(Data records)

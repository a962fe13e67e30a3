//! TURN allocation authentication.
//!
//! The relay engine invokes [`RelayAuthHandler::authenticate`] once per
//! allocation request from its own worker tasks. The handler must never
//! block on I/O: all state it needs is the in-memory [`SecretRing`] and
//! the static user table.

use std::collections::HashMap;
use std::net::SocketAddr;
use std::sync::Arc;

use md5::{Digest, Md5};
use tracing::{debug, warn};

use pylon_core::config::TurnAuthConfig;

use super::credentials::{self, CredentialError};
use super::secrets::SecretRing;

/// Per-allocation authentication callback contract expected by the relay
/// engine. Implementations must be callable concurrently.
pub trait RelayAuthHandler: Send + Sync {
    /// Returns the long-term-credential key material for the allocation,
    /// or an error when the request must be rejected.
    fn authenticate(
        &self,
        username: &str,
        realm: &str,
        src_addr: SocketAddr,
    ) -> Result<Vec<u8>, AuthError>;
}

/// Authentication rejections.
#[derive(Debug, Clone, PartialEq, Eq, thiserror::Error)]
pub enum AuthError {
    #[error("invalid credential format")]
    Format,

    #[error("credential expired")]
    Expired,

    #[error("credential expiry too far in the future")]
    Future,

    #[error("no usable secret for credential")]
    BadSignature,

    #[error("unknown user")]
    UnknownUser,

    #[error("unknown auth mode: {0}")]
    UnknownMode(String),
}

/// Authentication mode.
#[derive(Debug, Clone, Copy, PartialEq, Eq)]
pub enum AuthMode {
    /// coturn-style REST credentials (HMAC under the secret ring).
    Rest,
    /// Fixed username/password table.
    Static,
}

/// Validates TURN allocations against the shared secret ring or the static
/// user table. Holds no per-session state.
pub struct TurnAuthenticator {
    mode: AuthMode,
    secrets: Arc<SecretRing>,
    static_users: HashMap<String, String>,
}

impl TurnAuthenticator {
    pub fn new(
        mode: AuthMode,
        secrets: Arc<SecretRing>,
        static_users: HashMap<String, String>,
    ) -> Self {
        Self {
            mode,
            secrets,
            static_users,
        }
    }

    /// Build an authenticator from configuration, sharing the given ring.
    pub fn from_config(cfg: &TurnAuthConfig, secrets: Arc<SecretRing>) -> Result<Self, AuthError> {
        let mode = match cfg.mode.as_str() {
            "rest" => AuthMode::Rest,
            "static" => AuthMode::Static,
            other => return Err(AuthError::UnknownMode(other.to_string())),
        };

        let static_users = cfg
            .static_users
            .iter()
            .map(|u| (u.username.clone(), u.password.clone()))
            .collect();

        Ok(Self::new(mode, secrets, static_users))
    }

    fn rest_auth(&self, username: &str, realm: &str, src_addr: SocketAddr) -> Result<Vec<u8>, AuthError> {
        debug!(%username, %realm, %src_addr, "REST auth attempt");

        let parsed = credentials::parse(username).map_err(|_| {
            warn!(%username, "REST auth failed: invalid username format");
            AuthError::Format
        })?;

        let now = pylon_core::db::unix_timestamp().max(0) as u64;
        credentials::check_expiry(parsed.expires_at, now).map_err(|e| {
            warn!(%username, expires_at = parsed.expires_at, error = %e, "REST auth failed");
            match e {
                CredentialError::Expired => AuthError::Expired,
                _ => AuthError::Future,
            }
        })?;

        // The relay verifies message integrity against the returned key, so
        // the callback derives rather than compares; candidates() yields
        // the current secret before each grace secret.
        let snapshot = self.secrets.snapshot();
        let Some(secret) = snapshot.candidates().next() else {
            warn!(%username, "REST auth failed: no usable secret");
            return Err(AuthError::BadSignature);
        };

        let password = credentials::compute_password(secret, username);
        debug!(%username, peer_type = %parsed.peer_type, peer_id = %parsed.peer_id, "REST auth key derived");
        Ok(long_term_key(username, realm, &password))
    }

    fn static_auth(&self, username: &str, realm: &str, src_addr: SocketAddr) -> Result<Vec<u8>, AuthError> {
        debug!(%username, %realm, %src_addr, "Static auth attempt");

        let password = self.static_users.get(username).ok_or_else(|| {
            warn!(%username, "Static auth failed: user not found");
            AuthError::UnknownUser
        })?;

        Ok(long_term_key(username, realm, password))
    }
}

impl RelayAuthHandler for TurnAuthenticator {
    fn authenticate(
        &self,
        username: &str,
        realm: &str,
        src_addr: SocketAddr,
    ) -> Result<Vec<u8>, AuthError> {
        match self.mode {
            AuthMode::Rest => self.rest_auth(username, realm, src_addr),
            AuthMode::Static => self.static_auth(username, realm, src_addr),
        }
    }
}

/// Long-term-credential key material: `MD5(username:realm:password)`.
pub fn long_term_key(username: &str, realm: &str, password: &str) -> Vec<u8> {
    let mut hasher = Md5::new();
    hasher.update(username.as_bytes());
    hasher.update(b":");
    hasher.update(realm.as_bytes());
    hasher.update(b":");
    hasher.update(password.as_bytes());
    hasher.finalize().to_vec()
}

Task statement:
Could you restate, word for word, the lines above from the one with "auth failed: no" to the one with "impl RelayAuthHandler for", both included?

Your response:
            warn!(%username, "REST auth failed: no usable secret");
            return Err(AuthError::BadSignature);
        };

        let password = credentials::compute_password(secret, username);
        debug!(%username, peer_type = %parsed.peer_type, peer_id = %parsed.peer_id, "REST auth key derived");
        Ok(long_term_key(username, realm, &password))
    }

    fn static_auth(&self, username: &str, realm: &str, src_addr: SocketAddr) -> Result<Vec<u8>, AuthError> {
        debug!(%username, %realm, %src_addr, "Static auth attempt");

        let password = self.static_users.get(username).ok_or_else(|| {
            warn!(%username, "Static auth failed: user not found");
            AuthError::UnknownUser
        })?;

        Ok(long_term_key(username, realm, password))
    }
}

impl RelayAuthHandler for TurnAuthenticator {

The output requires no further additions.